Troppo facile indignarsi per la fiera della scurrilità cui questi prodotti danno luogo. Il loro elemento d’interesse sta proprio nella pesantezza del linguaggio, sia visivo, sia verbale, che comporta l’ostracismo alle circonlocuzioni, agli eufemismi pudichi e dà diritto di cittadinanza alla terminologia dell’uso comune. All’insegna di uno sfrenamento della fantasia erotica più goliardicamente o plebeamente corriva, si attua un’irruzione di volgarismi, ben vivi da sempre nell’oralità più diffusa. Il loro affacciarsi alla pagina ha un aspetto di insolenza traumatica. Ma in fondo, è da discutere se la sguaiataggine casermeccia sia tanto più nefasta delle melensaggini pretenziose e ipocrite.

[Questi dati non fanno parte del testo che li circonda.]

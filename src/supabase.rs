#![doc = "RemoteStore implementation backed by Supabase: GoTrue for auth, PostgREST for the `files` table."]
//
//! # Supabase client (CLI <-> Core)
//!
//! This module wires the [`RemoteStore`] contract from `northbase-core` to the
//! hosted backend. It is the only place that knows about URLs, headers and
//! response shapes.
//!
//! - Auth: `POST /auth/v1/token?grant_type=password|refresh_token`,
//!   `GET /auth/v1/user` to check an access token, `POST /auth/v1/logout`.
//! - Records: the `files` table (`path`, `content`, `updated_at`) through
//!   `/rest/v1/files`.
//!
//! The client carries the access token applied by `apply_session` and sends
//! it as the bearer on every record request; until then the publishable key
//! is used.

use std::future::Future;
use std::sync::{PoisonError, RwLock};

use async_trait::async_trait;
use northbase_core::contract::{Marker, RemoteEntry, RemoteFile, RemoteStore, Session, UserIdentity};
use northbase_core::session::now_epoch_seconds;
use northbase_core::RemoteError;
use reqwest::{RequestBuilder, Response, StatusCode};
use serde::de::DeserializeOwned;
use serde::Deserialize;
use serde_json::json;

pub const SUPABASE_URL: &str = "https://ivxgpjracfctkkdhlwgm.supabase.co";
pub const SUPABASE_KEY: &str = "sb_publishable_LZkkAwsx9q5KgIAeoZAO_A_U88rfFHL";

const FILES_TABLE: &str = "files";

/// Rows per listing request; PostgREST caps responses at `max-rows` (1000 by default).
const PAGE_SIZE: usize = 1000;

/// Token endpoint response.
#[derive(Debug, Deserialize)]
struct TokenResponse {
    access_token: String,
    refresh_token: String,
    #[serde(default)]
    expires_at: Option<i64>,
    #[serde(default)]
    expires_in: Option<i64>,
    #[serde(default)]
    user: Option<UserIdentity>,
}

impl TokenResponse {
    fn into_session(self) -> Session {
        let expires_at = match (self.expires_at, self.expires_in) {
            (Some(at), _) => at,
            (None, Some(secs)) => now_epoch_seconds() + secs,
            (None, None) => 0,
        };
        Session {
            access_token: self.access_token,
            refresh_token: self.refresh_token,
            expires_at,
            user: self.user,
        }
        .normalized()
    }
}

/// GoTrue and PostgREST error bodies use different keys; take whichever is there.
#[derive(Debug, Default, Deserialize)]
struct ErrorBody {
    #[serde(default)]
    error: Option<String>,
    #[serde(default)]
    error_code: Option<String>,
    #[serde(default)]
    error_description: Option<String>,
    #[serde(default)]
    msg: Option<String>,
    #[serde(default)]
    message: Option<String>,
    #[serde(default)]
    code: Option<serde_json::Value>,
}

impl ErrorBody {
    fn parse(status: StatusCode, text: &str) -> Self {
        serde_json::from_str(text).unwrap_or_else(|_| ErrorBody {
            message: Some(format!("HTTP {status}: {text}")),
            ..Default::default()
        })
    }

    fn describe(&self) -> String {
        self.error_description
            .clone()
            .or_else(|| self.msg.clone())
            .or_else(|| self.message.clone())
            .or_else(|| self.error.clone())
            .unwrap_or_else(|| "unknown error".to_string())
    }

    /// The refresh token itself was refused.
    fn is_invalid_grant(&self) -> bool {
        let code = self
            .error_code
            .as_deref()
            .or(self.error.as_deref())
            .or_else(|| self.code.as_ref().and_then(|c| c.as_str()))
            .unwrap_or_default();
        matches!(
            code,
            "invalid_grant" | "refresh_token_not_found" | "refresh_token_already_used" | "session_not_found"
        )
    }
}

#[derive(Debug, Deserialize)]
struct MarkerRow {
    #[serde(default)]
    updated_at: Option<String>,
}

#[derive(Debug, Deserialize)]
struct ContentRow {
    #[serde(default)]
    content: Option<String>,
    #[serde(default)]
    updated_at: Option<String>,
}

#[derive(Debug, Deserialize)]
struct ListRow {
    path: String,
    #[serde(default)]
    updated_at: Option<String>,
}

fn transport(e: reqwest::Error) -> RemoteError {
    RemoteError::Transport(e.to_string())
}

pub struct SupabaseClient {
    http: reqwest::Client,
    base_url: String,
    api_key: String,
    access_token: RwLock<Option<String>>,
}

impl SupabaseClient {
    pub fn new(base_url: impl Into<String>, api_key: impl Into<String>) -> Self {
        let base_url = base_url.into().trim_end_matches('/').to_string();
        tracing::debug!(%base_url, "Initialized SupabaseClient");
        Self {
            http: reqwest::Client::new(),
            base_url,
            api_key: api_key.into(),
            access_token: RwLock::new(None),
        }
    }

    /// Client for the northbase project.
    pub fn hosted() -> Self {
        Self::new(SUPABASE_URL, SUPABASE_KEY)
    }

    fn url(&self, path: &str) -> String {
        format!("{}{}", self.base_url, path)
    }

    fn bearer(&self) -> String {
        self.access_token
            .read()
            .unwrap_or_else(PoisonError::into_inner)
            .clone()
            .unwrap_or_else(|| self.api_key.clone())
    }

    fn authed(&self, builder: RequestBuilder) -> RequestBuilder {
        builder
            .header("apikey", &self.api_key)
            .bearer_auth(self.bearer())
    }

    async fn token_request(
        &self,
        grant_type: &str,
        body: serde_json::Value,
    ) -> Result<Response, RemoteError> {
        self.http
            .post(self.url("/auth/v1/token"))
            .query(&[("grant_type", grant_type)])
            .header("apikey", &self.api_key)
            .json(&body)
            .send()
            .await
            .map_err(transport)
    }

    async fn decode_session(response: Response) -> Result<Session, RemoteError> {
        let token: TokenResponse = response
            .json()
            .await
            .map_err(|e| RemoteError::Decode(e.to_string()))?;
        Ok(token.into_session())
    }

    /// Read an error response body into a description.
    async fn failure(response: Response) -> (StatusCode, ErrorBody) {
        let status = response.status();
        let text = response.text().await.unwrap_or_default();
        (status, ErrorBody::parse(status, &text))
    }

    async fn store_error(response: Response) -> RemoteError {
        let (status, body) = Self::failure(response).await;
        tracing::error!(%status, error = %body.describe(), "Store request failed");
        if status.is_server_error() {
            RemoteError::Transport(body.describe())
        } else {
            RemoteError::Store(body.describe())
        }
    }

    async fn select_rows<T: DeserializeOwned>(
        &self,
        path: &str,
        columns: &str,
    ) -> Result<Vec<T>, RemoteError> {
        let response = self
            .authed(self.http.get(self.url(&format!("/rest/v1/{FILES_TABLE}"))))
            .query(&[
                ("select", columns.to_string()),
                ("path", format!("eq.{path}")),
                ("limit", "1".to_string()),
            ])
            .send()
            .await
            .map_err(transport)?;
        if !response.status().is_success() {
            return Err(Self::store_error(response).await);
        }
        response
            .json()
            .await
            .map_err(|e| RemoteError::Decode(e.to_string()))
    }

    /// One page of `path,updated_at` rows in path order.
    async fn list_page(
        &self,
        prefix: Option<&str>,
        offset: usize,
        limit: usize,
    ) -> Result<Vec<ListRow>, RemoteError> {
        let mut query = vec![
            ("select", "path,updated_at".to_string()),
            ("order", "path.asc".to_string()),
            ("limit", limit.to_string()),
            ("offset", offset.to_string()),
        ];
        if let Some(prefix) = prefix {
            query.push(("path", format!("like.{prefix}*")));
        }
        let response = self
            .authed(self.http.get(self.url(&format!("/rest/v1/{FILES_TABLE}"))))
            .query(&query)
            .send()
            .await
            .map_err(transport)?;
        if !response.status().is_success() {
            return Err(Self::store_error(response).await);
        }
        response
            .json()
            .await
            .map_err(|e| RemoteError::Decode(e.to_string()))
    }
}

/// Fetch `page_size` rows at a time from `fetch(offset, limit)` until a page
/// comes back short, and concatenate the pages.
async fn collect_pages<T, F, Fut>(page_size: usize, mut fetch: F) -> Result<Vec<T>, RemoteError>
where
    F: FnMut(usize, usize) -> Fut,
    Fut: Future<Output = Result<Vec<T>, RemoteError>>,
{
    let mut rows = Vec::new();
    loop {
        let page = fetch(rows.len(), page_size).await?;
        let last = page.len() < page_size;
        rows.extend(page);
        if last {
            return Ok(rows);
        }
    }
}

/// Keep rows under `prefix` that carry a marker.
fn entries_from_rows(rows: Vec<ListRow>, prefix: Option<&str>) -> Vec<RemoteEntry> {
    rows.into_iter()
        // `like` treats `_` and `%` as wildcards.
        .filter(|row| prefix.map_or(true, |p| row.path.starts_with(p)))
        .filter_map(|row| match row.updated_at {
            Some(marker) => Some(RemoteEntry {
                path: row.path,
                marker: Marker(marker),
            }),
            None => {
                tracing::warn!(path = %row.path, "row without updated_at skipped");
                None
            }
        })
        .collect()
}

#[async_trait]
impl RemoteStore for SupabaseClient {
    async fn authenticate(&self, email: &str, password: &str) -> Result<Session, RemoteError> {
        tracing::info!(email, "Signing in with password");
        let response = self
            .token_request("password", json!({ "email": email, "password": password }))
            .await?;
        if !response.status().is_success() {
            let (status, body) = Self::failure(response).await;
            tracing::error!(%status, error = %body.describe(), "Sign-in rejected");
            return Err(if status.is_server_error() {
                RemoteError::Transport(body.describe())
            } else {
                RemoteError::Auth(body.describe())
            });
        }
        Self::decode_session(response).await
    }

    async fn refresh(&self, refresh_token: &str) -> Result<Session, RemoteError> {
        let response = self
            .token_request("refresh_token", json!({ "refresh_token": refresh_token }))
            .await?;
        if !response.status().is_success() {
            let (status, body) = Self::failure(response).await;
            tracing::warn!(%status, error = %body.describe(), "Refresh rejected");
            return Err(if body.is_invalid_grant() {
                RemoteError::InvalidGrant(body.describe())
            } else if status.is_server_error() {
                RemoteError::Transport(body.describe())
            } else {
                RemoteError::Auth(body.describe())
            });
        }
        Self::decode_session(response).await
    }

    async fn apply_session(&self, access_token: &str, _refresh_token: &str) -> Result<(), RemoteError> {
        let response = self
            .http
            .get(self.url("/auth/v1/user"))
            .header("apikey", &self.api_key)
            .bearer_auth(access_token)
            .send()
            .await
            .map_err(transport)?;
        match response.status() {
            s if s.is_success() => {
                *self
                    .access_token
                    .write()
                    .unwrap_or_else(PoisonError::into_inner) = Some(access_token.to_string());
                Ok(())
            }
            StatusCode::UNAUTHORIZED | StatusCode::FORBIDDEN => {
                let (_, body) = Self::failure(response).await;
                Err(RemoteError::InvalidSession(body.describe()))
            }
            _ => {
                let (status, body) = Self::failure(response).await;
                Err(if status.is_server_error() {
                    RemoteError::Transport(body.describe())
                } else {
                    RemoteError::InvalidSession(body.describe())
                })
            }
        }
    }

    async fn fetch_marker(&self, path: &str) -> Result<Option<Marker>, RemoteError> {
        let rows: Vec<MarkerRow> = self.select_rows(path, "updated_at").await?;
        Ok(rows.into_iter().next().and_then(|r| r.updated_at).map(Marker))
    }

    async fn fetch_content(&self, path: &str) -> Result<Option<RemoteFile>, RemoteError> {
        let rows: Vec<ContentRow> = self.select_rows(path, "content,updated_at").await?;
        Ok(rows.into_iter().next().map(|row| RemoteFile {
            content: row.content.unwrap_or_default().into_bytes(),
            marker: row.updated_at.map(Marker),
        }))
    }

    async fn upsert(&self, path: &str, content: &[u8]) -> Result<(), RemoteError> {
        // The `content` column is text.
        let text = std::str::from_utf8(content)
            .map_err(|e| RemoteError::Store(format!("content of {path} is not valid UTF-8: {e}")))?;
        let response = self
            .authed(self.http.post(self.url(&format!("/rest/v1/{FILES_TABLE}"))))
            .query(&[("on_conflict", "path")])
            .header("Prefer", "resolution=merge-duplicates,return=minimal")
            .json(&json!([{ "path": path, "content": text }]))
            .send()
            .await
            .map_err(transport)?;
        if !response.status().is_success() {
            return Err(Self::store_error(response).await);
        }
        tracing::debug!(path, bytes = content.len(), "Upserted record");
        Ok(())
    }

    async fn list(&self, prefix: Option<String>) -> Result<Vec<RemoteEntry>, RemoteError> {
        let filter = prefix.as_deref();
        let rows = collect_pages(PAGE_SIZE, move |offset, limit| {
            self.list_page(filter, offset, limit)
        })
        .await?;
        tracing::debug!(rows = rows.len(), prefix = ?filter, "Listed records");

        Ok(entries_from_rows(rows, filter))
    }

    async fn sign_out(&self) -> Result<(), RemoteError> {
        let response = self
            .authed(self.http.post(self.url("/auth/v1/logout")))
            .send()
            .await
            .map_err(transport)?;
        if !response.status().is_success() {
            let (_, body) = Self::failure(response).await;
            return Err(RemoteError::Auth(body.describe()));
        }
        *self
            .access_token
            .write()
            .unwrap_or_else(PoisonError::into_inner) = None;
        Ok(())
    }
}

In questi fumetti, insieme a quello della famiglia patriarcale, anche il mito di Penelope subisce uno scossone. La donna diventa aggressiva, inquietante, dominatrice, amatrice insaziabile. Il proprio corpo è usato non tanto per godere i piaceri dell’amore, quanto per dominare, sedurre, uccidere o castrare il maschio, tutto con mezzi espressivi truculenti. Il libero amore sconfina nella ninfomania, accompagnato da un sado-masochismo di cattivo gusto, che farebbe ridere lo stesso divin marchese. Queste marionette prive d’interiorità, di sentimento, nel momento in cui credono di strumentalizzare l’uomo ne sono strumentalizzate, nel momento in cui credono di essere un mezzo di liberazione dai tabù sessuali diventano mezzo di repressione. Il lettore scarica su di esse tutte le frustrazioni e l’aggressività accumulate sul lavoro, alla catena di montaggio, in ufficio, nella miseria delle borgate, invece che in un’attiva contestazione al sistema. La tensione scaricata nella lettura di questi fumetti, rivolta assolutamente sterile, diventa una forma di difesa di quella stessa società contro la quale apparentemente queste persone operano.
Le giovani generazioni, senza i tabù sessuali, non sembrano per questo molto più felici nei loro rapporti amorosi. In realtà tale mancanza di remore non dipende in molti casi da un effettivo superamento di situazioni conflittuali, bensì da una assenza di strutturazione psichica, accompagnata da una assenza di educazione, a torto creduta una educazione libera. In molti di questi casi il rapporto sessuale sembra essere l’unico mezzo di approccio e di conoscenza, ed un mezzo che porta al fallimento e alla solitudine. Dal sesso allora – o meglio da una parvenza di sesso – si regredisce alla droga. Da una identità personale si passa alla indispensabilità di una identità di gruppo. L’uomo ritorna indietro, si annienta. Thanatos trionfa nel Nirvana.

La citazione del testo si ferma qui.